Deleting records from tabular intersect table based on 'PERCENTAGE' field

MollyMoore · ‎05-02-2017

I have an output table from a tabular intersect that looks like this:

For any set of records that has the same 'Planning Polygon ID', 'ELCODE', and 'SeasonCode', I would like to delete the record with the lower 'PERCENTAGE', while retaining the 'OccProb' attribute. For example, in the above table, records 12 and 13 have matching 'Planning Polygon ID', 'ELCODE', and 'SeasonCode' fields, but their 'OccProb' is different. I would like to retain the 'OccProb' of the record that has the highest 'PERCENTAGE'. In this case, it would be Medium.

Summary Statistics gets me close by preserving the record with the max 'PERCENTAGE' value, but it does not retain the 'OccProb' field. Is there another way to do this? I will eventually be converting this into Python code, so Arcpy solutions are welcome.

JoshuaBixby · ‎05-02-2017

Although my preference would be to use SQL, like I demonstrated in my previous comment, the lack of correlated subquery support in file geodatabases complicates trying to do so. Fortunately, it can be done in Python without too much extra work.
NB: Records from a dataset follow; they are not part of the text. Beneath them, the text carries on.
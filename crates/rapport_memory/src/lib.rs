pub mod debounce;
pub mod sqlite;
pub mod store;

pub use debounce::{Completion, DebounceBuffer, Flushed};
pub use sqlite::SqliteRelationshipStore;
pub use store::InMemoryRelationshipStore;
The itertools.groupby() function was made exactly for situations like this one. The following code works by modifying an existing table to remove the extra rows, so test it out on a copy first.

from itertools import groupby
from operator import itemgetter

fc = # path to feature class
case_fields = ["Planning Polygon ID", "ELCODE", "SeasonCode"]
max_field = "PERCENTAGE"

sql_orderby = "ORDER BY {}, {} DESC".format(", ".join(case_fields), max_field)

with arcpy.da.UpdateCursor(fc, "*", sql_clause=(None, sql_orderby)) as cur:
    case_func = itemgetter(
        *(cur.fields.index(fld) for fld in case_fields)
    )
    for key, group in groupby(cur, case_func):
        next(group)
        for extra in group:
            cur.deleteRow()
            ‍‍‍‍‍‍‍‍‍‍‍‍‍‍‍‍‍‍

The format of the code above is flexible enough that it can accommodate a single case field or multiple case fields. Without too much extra work, this code could be expanded to create a handy function where the user passes a few arguments and the table or feature class is collapse/reduced.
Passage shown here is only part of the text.